Más sobre Deniz en este blog:
Sobre las íes, edición española, http://bit.ly/1NJIQms
Cómo nació el seudónimo, http://bit.ly/1RTMiXd  
Deniz en Buenos Aires, http://bit.ly/1N37oAb
En sus 80 años, http://bit.ly/1sDZm8f
Su vida con el Fondo, http://bit.ly/1TNgNSM
Noticias “recientes”, http://bit.ly/V95VkF
Sobre Red de agujeritoshttp://bit.ly/12RrW9H
Cuadernos y dibujos infantiles, http://bit.ly/9dkSDa







viernes, 20 de mayo de 2016

Alberti, Machado y una rara edición de Rimbaud

Acudo a la que, sin duda ninguna, tiene que ser la fuente original. Sin embargo, ya desde la segunda frase me doy cuenta de que no lo es; Alberti lo dice expresamente: retoma la evocación de un libro suyo llamado Imagen primera de…, que no está en mi biblioteca. 
No importa: sigo copiando de La arboleda perdida la anécdota, que no recordaba de mi antigua lectura de las memorias de Alberti, del día que el joven poeta mostró a Antonio Machado, en un café del Madrid de hace cerca de un siglo, su recién adquirido valiosísimo tesoro: una rara edición francesa de poemas de Rimbaud.
Pero en cuanto acabo de copiar, me doy cuenta de que, justo a la mitad del episodio, falta algo importante. Y es que, para sus memorias, Alberti retomó el pasaje de su propio libro pero no creyó necesario copiarlo completo. En cambio, yo siento la necesidad de volverlo a leer tal y como lo leí la primera vez, hace sólo unos días. De esa forma, me veo obligado a volver al libro que estaba leyendo, el de Bernard Sesé.
Y sí, ahí está, resplandeciente y entera, aunque ligeramente cambiada, lo que me obliga a hacer una reconstrucción de cómo debe de haberla contado Alberti en aquel libro que falta entre mis libros, uno de los pocos suyos que no tengo (yo, que fui su apasionado lector…), y en el que contó las impresiones iniciales que le causaron algunos de sus contemporáneos, entre ellos Antonio Machado. Del libro del profesor francés, aunque, ya digo, no sin retocarla aquí y allá, copio la preciosa anécdota, para el gozo de los lectores de este blog.
Antes, una palabra: Machado fue un grandísimo fumador: las evocaciones que conozco insisten en ello: la ceniza acompañaba a su persona igual que si le cayera del cielo; le nimbaba la cabeza con un círculo no siempre perceptible para los demás; le caía de los hombros del saco; le manchaba las yemas de los dedos, ya amarillos. Al final, acababa atestando el rincón del café en el que pasaba las horas muertas. Me divierte que Alberti haya sido víctima de la afición al tabaco del gran Antonio, y sobre todo que lo haya sido de esta forma. Nótese, por cierto, el género de prosa del poeta de Marinero en tierra, el cual, poco antes de poner el libro de Rimbaud en manos del maestro, se sentía “infantilmente feliz aquella tarde sabiéndolo apretado bajo mi gabán para librarlo de la lluvia”.

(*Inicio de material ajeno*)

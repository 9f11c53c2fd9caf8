//! Entry resolution
//!
//! Flattens the raw record shapes into `Entry` rows for one version: location
//! encounter and gift records (with per-version overrides applied) plus the
//! legacy rows embedded on a creature's per-version metadata. An empty result
//! means the creature is unavailable in that version at any known location.

use crate::data::model::{Dataset, LevelRange, Location, Record, RecordFields, Version};

/// Where an entry came from.
#[derive(Debug, Clone, Copy, PartialEq, Eq)]
pub enum EntrySource {
    Encounter,
    Gift,
}

/// One flattened encounter row: a creature appearing at a location in the
/// active version, with every override already applied.
#[derive(Debug, Clone)]
pub struct Entry {
    pub location_id: String,
    pub location_name: String,
    pub source: EntrySource,
    pub method: Option<String>,
    pub rate: Option<String>,
    pub levels: Option<LevelRange>,
    pub rod: Option<String>,
    /// Explicit starter flag; None means the record said nothing and the
    /// predicate falls back to creature metadata.
    pub starter: Option<bool>,
    /// Gift source implies true unless the record explicitly overrides it.
    pub gift: bool,
}

impl Entry {
    fn from_fields(location: &Location, source: EntrySource, fields: RecordFields) -> Self {
        let gift = fields
            .gift
            .unwrap_or(matches!(source, EntrySource::Gift));
        Entry {
            location_id: location.id.clone(),
            location_name: location.name.clone(),
            source,
            method: fields.method,
            rate: fields.rate,
            levels: fields.levels,
            rod: fields.rod,
            starter: fields.starter,
            gift,
        }
    }
}

/// Gather every entry for one creature in one version.
///
/// Order is deterministic: location-document order, encounters before gifts
/// per location, then the creature's embedded rows.
pub fn resolve_entries(dataset: &Dataset, creature_id: &str, version: Version) -> Vec<Entry> {
    let mut entries = Vec::new();

    for location in &dataset.locations {
        collect_matching(location, &location.encounters, EntrySource::Encounter, creature_id, version, &mut entries);
        collect_matching(location, &location.gifts, EntrySource::Gift, creature_id, version, &mut entries);
    }

    if let Some(creature) = dataset.creature(creature_id) {
        if let Some(meta) = creature.version_meta(version) {
            for row in &meta.locations {
                // Unknown ids were dropped at load; skip defensively anyway.
                if let Some(location) = dataset.location(&row.location_id) {
                    entries.push(Entry::from_fields(
                        location,
                        EntrySource::Encounter,
                        row.fields.clone(),
                    ));
                }
            }
        }
    }

    entries
}

/// Gather every entry at one location in one version, across all creatures.
/// This feeds marker visibility and popup rows.
pub fn location_entries(
    dataset: &Dataset,
    location: &Location,
    version: Version,
) -> Vec<(String, Entry)> {
    let mut entries = Vec::new();

    for record in &location.encounters {
        if let Some(fields) = record.fields_for(version) {
            entries.push((
                record.creature_id.clone(),
                Entry::from_fields(location, EntrySource::Encounter, fields),
            ));
        }
    }
    for record in &location.gifts {
        if let Some(fields) = record.fields_for(version) {
            entries.push((
                record.creature_id.clone(),
                Entry::from_fields(location, EntrySource::Gift, fields),
            ));
        }
    }

    // Legacy shape: rows embedded on the creatures that point back here.
    for creature in &dataset.creatures {
        if let Some(meta) = creature.version_meta(version) {
            for row in &meta.locations {
                if row.location_id == location.id {
                    entries.push((
                        creature.id.clone(),
                        Entry::from_fields(location, EntrySource::Encounter, row.fields.clone()),
                    ));
                }
            }
        }
    }

    entries
}

fn collect_matching(
    location: &Location,
    records: &[Record],
    source: EntrySource,
    creature_id: &str,
    version: Version,
    out: &mut Vec<Entry>,
) {
    for record in records {
        if record.creature_id != creature_id {
            continue;
        }
        if let Some(fields) = record.fields_for(version) {
            out.push(Entry::from_fields(location, source, fields));
        }
    }
}

#[cfg(test)]
mod tests {
    use super::*;
    use crate::data::model::{Creature, CreatureVersionMeta, EmbeddedRecord};
    use std::collections::HashMap;

    fn record(creature_id: &str, fields: RecordFields) -> Record {
        Record {
            creature_id: creature_id.into(),
            base: fields,
            games: None,
        }
    }

    fn versioned_record(
        creature_id: &str,
        base: RecordFields,
        versions: &[(&str, RecordFields)],
    ) -> Record {
        let games: HashMap<String, RecordFields> = versions
            .iter()
            .map(|(v, f)| (v.to_string(), f.clone()))
            .collect();
        Record {
            creature_id: creature_id.into(),
            base,
            games: Some(games),
        }
    }

    fn location(id: &str, encounters: Vec<Record>, gifts: Vec<Record>) -> Location {
        Location {
            id: id.into(),
            name: id.to_uppercase(),
            coordinates: [10.0, 20.0],
            encounters,
            gifts,
        }
    }

    fn creature(id: &str, dex: u32) -> Creature {
        Creature {
            id: id.into(),
            name: id.into(),
            regional_dex: dex,
            types: vec![],
            games: HashMap::new(),
        }
    }

    #[test]
    fn test_resolve_keeps_location_order() {
        let dataset = Dataset::new(
            vec![
                location("route-1", vec![record("pidgey", RecordFields::default())], vec![]),
                location("route-2", vec![record("pidgey", RecordFields::default())], vec![]),
            ],
            vec![creature("pidgey", 16)],
            HashMap::new(),
        );

        let entries = resolve_entries(&dataset, "pidgey", Version::Red);
        assert_eq!(entries.len(), 2);
        assert_eq!(entries[0].location_id, "route-1");
        assert_eq!(entries[1].location_id, "route-2");
    }

    #[test]
    fn test_version_map_gates_inclusion() {
        let red_only = versioned_record(
            "pidgey",
            RecordFields {
                method: Some("Walking".into()),
                ..RecordFields::default()
            },
            &[(
                "red",
                RecordFields {
                    rate: Some("10%".into()),
                    ..RecordFields::default()
                },
            )],
        );
        let dataset = Dataset::new(
            vec![location("route-1", vec![red_only], vec![])],
            vec![creature("pidgey", 16)],
            HashMap::new(),
        );

        let red = resolve_entries(&dataset, "pidgey", Version::Red);
        assert_eq!(red.len(), 1);
        // Version-specific fields win, record-level fields are the fallback.
        assert_eq!(red[0].method.as_deref(), Some("Walking"));
        assert_eq!(red[0].rate.as_deref(), Some("10%"));

        assert!(resolve_entries(&dataset, "pidgey", Version::Yellow).is_empty());
    }

    #[test]
    fn test_gift_source_implies_gift_flag() {
        let dataset = Dataset::new(
            vec![location(
                "celadon",
                vec![],
                vec![record("eevee", RecordFields::default())],
            )],
            vec![creature("eevee", 133)],
            HashMap::new(),
        );

        let entries = resolve_entries(&dataset, "eevee", Version::Red);
        assert_eq!(entries.len(), 1);
        assert_eq!(entries[0].source, EntrySource::Gift);
        assert!(entries[0].gift);
    }

    #[test]
    fn test_gift_flag_explicit_override_wins() {
        let dataset = Dataset::new(
            vec![location(
                "celadon",
                vec![],
                vec![record(
                    "eevee",
                    RecordFields {
                        gift: Some(false),
                        ..RecordFields::default()
                    },
                )],
            )],
            vec![creature("eevee", 133)],
            HashMap::new(),
        );

        let entries = resolve_entries(&dataset, "eevee", Version::Red);
        assert!(!entries[0].gift);
    }

    #[test]
    fn test_embedded_rows_are_resolved() {
        let mut pikachu = creature("pikachu", 25);
        pikachu.games.insert(
            "yellow".into(),
            CreatureVersionMeta {
                obtainable: Some(true),
                starter: Some(true),
                gift: None,
                locations: vec![EmbeddedRecord {
                    location_id: "pallet".into(),
                    fields: RecordFields {
                        method: Some("Starter".into()),
                        ..RecordFields::default()
                    },
                }],
            },
        );
        let dataset = Dataset::new(
            vec![location("pallet", vec![], vec![])],
            vec![pikachu],
            HashMap::new(),
        );

        let entries = resolve_entries(&dataset, "pikachu", Version::Yellow);
        assert_eq!(entries.len(), 1);
        assert_eq!(entries[0].location_name, "PALLET");
        assert_eq!(entries[0].method.as_deref(), Some("Starter"));

        assert!(resolve_entries(&dataset, "pikachu", Version::Red).is_empty());
    }

    #[test]
    fn test_location_entries_cover_all_sources() {
        let mut bulbasaur = creature("bulbasaur", 1);
        bulbasaur.games.insert(
            "red".into(),
            CreatureVersionMeta {
                locations: vec![EmbeddedRecord {
                    location_id: "pallet".into(),
                    fields: RecordFields::default(),
                }],
                ..CreatureVersionMeta::default()
            },
        );
        let dataset = Dataset::new(
            vec![location(
                "pallet",
                vec![record("pidgey", RecordFields::default())],
                vec![record("eevee", RecordFields::default())],
            )],
            vec![bulbasaur, creature("pidgey", 16), creature("eevee", 133)],
            HashMap::new(),
        );

        let pallet = dataset.location("pallet").unwrap();
        let entries = location_entries(&dataset, pallet, Version::Red);
        let ids: Vec<&str> = entries.iter().map(|(id, _)| id.as_str()).collect();
        assert_eq!(ids, vec!["pidgey", "eevee", "bulbasaur"]);
    }
}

Alberti, Machado y un ejemplar de Rimbaud
Por Rafael Alberti
La segunda vez que vi a Antonio Machado fue en el Café Español, un viejo café siglo XIX, que había frente a un costado del Teatro Real, de Madrid, cerca de la plaza de Oriente. Empañados espejos de aguas ennegrecidas recogían la sombra de estantiguas señoras enlutadas, solitarios caballeros de cuellos anticuados, pobres familias de la clase media, con ajadas niñas casaderas, tristes flores cerradas contra el rendido terciopelo de los sillones.

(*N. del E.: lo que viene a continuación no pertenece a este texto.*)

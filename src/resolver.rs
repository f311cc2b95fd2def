//! Dependency resolution over ordered repositories
//!
//! A flat pass over a descriptor's direct dependencies: each dependency is
//! looked up in the supplied repositories in order, and the first
//! repository with a satisfying package wins. Later repositories are not
//! consulted once a hit is found, so order encodes precedence. Resolution
//! is fully deterministic for fixed inputs.
//!
//! Transitive dependencies of resolved packages are not followed here; the
//! update workflows only ever resolve the requested descriptor's own list.

use crate::domain::{DependencyResolutionResult, PackageDescriptor, ResolvedDependency};
use crate::repository::PackageRepository;
use std::sync::Arc;

/// Resolves every dependency in the descriptor against the repositories,
/// in order. A repository whose lookup fails (an unreachable feed, an
/// unreadable index) counts as "found nothing" for that repository and
/// resolution continues with the rest.
pub async fn try_resolve_dependencies(
    descriptor: &PackageDescriptor,
    repositories: &[Arc<dyn PackageRepository>],
) -> DependencyResolutionResult {
    let repositories_searched = repositories.iter().map(|r| r.name().to_string()).collect();
    let mut dependencies = Vec::with_capacity(descriptor.dependencies.len());

    for dependency in &descriptor.dependencies {
        let mut package = None;
        for repository in repositories {
            match repository.find(&dependency.name, &dependency.vertices).await {
                Ok(Some(found)) => {
                    package = Some(found);
                    break;
                }
                Ok(None) | Err(_) => continue,
            }
        }
        dependencies.push(ResolvedDependency {
            dependency: dependency.clone(),
            package,
        });
    }

    DependencyResolutionResult {
        dependencies,
        repositories_searched,
    }
}
//! HTTP feed repository
//!
//! A read-only remote feed publishing a JSON index of named, versioned
//! packages:
//!
//! ```json
//! { "packages": [
//!     { "name": "foo", "version": "1.0.0.0", "href": "foo-1.0.0.0.wrap" }
//! ] }
//! ```
//!
//! Hrefs are resolved against the index URL. An unreachable or partial feed
//! degrades to an empty listing so resolution can continue against the
//! remaining repositories in precedence order.

use crate::domain::{Package, Version};
use crate::error::RepositoryError;
use crate::repository::{HttpClient, PackageRepository, WriteOutcome};
use async_trait::async_trait;
use serde::Deserialize;
use std::collections::BTreeMap;
use url::Url;

#[derive(Debug, Deserialize)]
struct FeedIndex {
    #[serde(default)]
    packages: Vec<FeedEntry>,
}

#[derive(Debug, Deserialize)]
struct FeedEntry {
    name: String,
    version: String,
    href: String,
}

/// Read-only repository over a remote JSON feed
#[derive(Debug, Clone)]
pub struct HttpRepository {
    name: String,
    index_url: Url,
    client: HttpClient,
}

impl HttpRepository {
    pub fn new(name: impl Into<String>, index_url: Url, client: HttpClient) -> Self {
        Self {
            name: name.into(),
            index_url,
            client,
        }
    }

    async fn fetch_index(&self) -> Result<FeedIndex, RepositoryError> {
        self.client
            .get_json(self.index_url.as_str(), "package index", &self.name)
            .await
    }
}

#[async_trait]
impl PackageRepository for HttpRepository {
    fn name(&self) -> &str {
        &self.name
    }

    async fn packages_by_name(&self) -> Result<BTreeMap<String, Vec<Package>>, RepositoryError> {
        // A feed that cannot be reached contributes nothing; it must not
        // abort resolution against the other repositories.
        let index = match self.fetch_index().await {
            Ok(index) => index,
            Err(_) => return Ok(BTreeMap::new()),
        };

        let mut by_name: BTreeMap<String, Vec<Package>> = BTreeMap::new();
        for entry in index.packages {
            let Ok(version) = entry.version.parse::<Version>() else {
                continue;
            };
            let Ok(archive_url) = self.index_url.join(&entry.href) else {
                continue;
            };
            let package =
                Package::from_remote(&entry.name, version, archive_url, self.client.clone());
            by_name.entry(package.key()).or_default().push(package);
        }

        for group in by_name.values_mut() {
            group.sort_by_key(|p| p.version);
        }
        Ok(by_name)
    }

    async fn write(&self, _package: &Package) -> Result<WriteOutcome, RepositoryError> {
        Err(RepositoryError::read_only(&self.name))
    }
}
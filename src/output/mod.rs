//! Command output events and formatting
//!
//! This module provides:
//! - The `CommandOutput` event type every operation produces
//! - Text output for human-readable display
//! - JSON output for machine processing
//!
//! Events are ordered, append-only notifications; producers never block
//! waiting for the consumer to act on them.

mod json;
mod text;

pub use json::JsonFormatter;
pub use text::TextFormatter;

use crate::domain::{Package, PackageDependency};
use std::fmt;
use std::io::Write;

/// Severity of an output event, used for rendering and exit-code policy
#[derive(Debug, Clone, Copy, PartialEq, Eq, PartialOrd, Ord)]
pub enum Severity {
    Info,
    Warning,
    Error,
}

/// One ordered notification produced by a command
#[derive(Debug, Clone, PartialEq)]
pub enum CommandOutput {
    /// Informational progress or success message
    Result(String),
    /// Non-fatal problem; processing continued
    Warning(String),
    /// Failure of one step; sibling steps still ran
    Error(String),
    /// Two or more entries for one dependency name resolved to different
    /// packages. The group is surfaced; no winner is picked.
    DependencyConflict {
        name: String,
        packages: Vec<Package>,
    },
    /// No queried repository satisfied the dependency
    DependencyNotFound {
        dependency: PackageDependency,
        repositories_searched: Vec<String>,
    },
}

impl CommandOutput {
    pub fn result(message: impl Into<String>) -> Self {
        CommandOutput::Result(message.into())
    }

    pub fn warning(message: impl Into<String>) -> Self {
        CommandOutput::Warning(message.into())
    }

    pub fn error(message: impl Into<String>) -> Self {
        CommandOutput::Error(message.into())
    }

    pub fn severity(&self) -> Severity {
        match self {
            CommandOutput::Result(_) => Severity::Info,
            CommandOutput::Warning(_) | CommandOutput::DependencyNotFound { .. } => {
                Severity::Warning
            }
            CommandOutput::Error(_) | CommandOutput::DependencyConflict { .. } => Severity::Error,
        }
    }
}

impl fmt::Display for CommandOutput {
    fn fmt(&self, f: &mut fmt::Formatter<'_>) -> fmt::Result {
        match self {
            CommandOutput::Result(message)
            | CommandOutput::Warning(message)
            | CommandOutput::Error(message) => write!(f, "{}", message),
            CommandOutput::DependencyConflict { name, packages } => {
                let versions: Vec<String> = packages.iter().map(|p| p.to_string()).collect();
                write!(
                    f,
                    "Dependency '{}' resolved to conflicting packages: {}.",
                    name,
                    versions.join(", ")
                )
            }
            CommandOutput::DependencyNotFound {
                dependency,
                repositories_searched,
            } => {
                write!(
                    f,
                    "'{}' not found in '{}'.",
                    dependency,
                    repositories_searched.join(", ")
                )
            }
        }
    }
}

/// Output format options
#[derive(Debug, Clone, Copy, PartialEq, Eq, Default)]
pub enum OutputFormat {
    /// Human-readable text output
    #[default]
    Text,
    /// JSON output for machine processing
    Json,
}

/// Configuration for output formatting
#[derive(Debug, Clone, Copy)]
pub struct OutputConfig {
    pub format: OutputFormat,
    /// Suppress informational events
    pub quiet: bool,
    pub color: bool,
}

impl Default for OutputConfig {
    fn default() -> Self {
        Self {
            format: OutputFormat::default(),
            quiet: false,
            color: true,
        }
    }
}

impl OutputConfig {
    /// Create configuration from CLI arguments
    pub fn from_cli(json: bool, quiet: bool) -> Self {
        Self {
            format: if json {
                OutputFormat::Json
            } else {
                OutputFormat::Text
            },
            quiet,
            color: !json,
        }
    }
}

/// Trait for output formatters
pub trait OutputFormatter {
    /// Format and write an ordered event sequence
    fn format(&self, output: &[CommandOutput], writer: &mut dyn Write) -> std::io::Result<()>;
}

/// Create a formatter for the given configuration
pub fn create_formatter(config: OutputConfig) -> Box<dyn OutputFormatter> {
    match config.format {
        OutputFormat::Text => Box::new(TextFormatter::new(config)),
        OutputFormat::Json => Box::new(JsonFormatter::new()),
    }
}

Un ciego, buen músico, según el sentir de los asiduos, tocaba el piano, mientras que una muchacha regordeta iba de mesa en mesa buscando el convite —un café con tostada, acompañado de algún que otro pellizco furtivo— de los ensimismados admiradores de su padre. Desde la calle, llovida y fría del otoño, adiviné, tras los visillos iluminados de las ventanas, la silueta de Machado, y entré a saludarle. Yo venía de una pequeña librería íntima, cuyo librero, gran amigo de los jóvenes escritores de entonces, acababa de conseguirme un raro ejemplar de los poemas de Rimbaud, sintiéndome infantilmente feliz aquella tarde sabiéndolo apretado bajo mi gabán para librarlo de la lluvia.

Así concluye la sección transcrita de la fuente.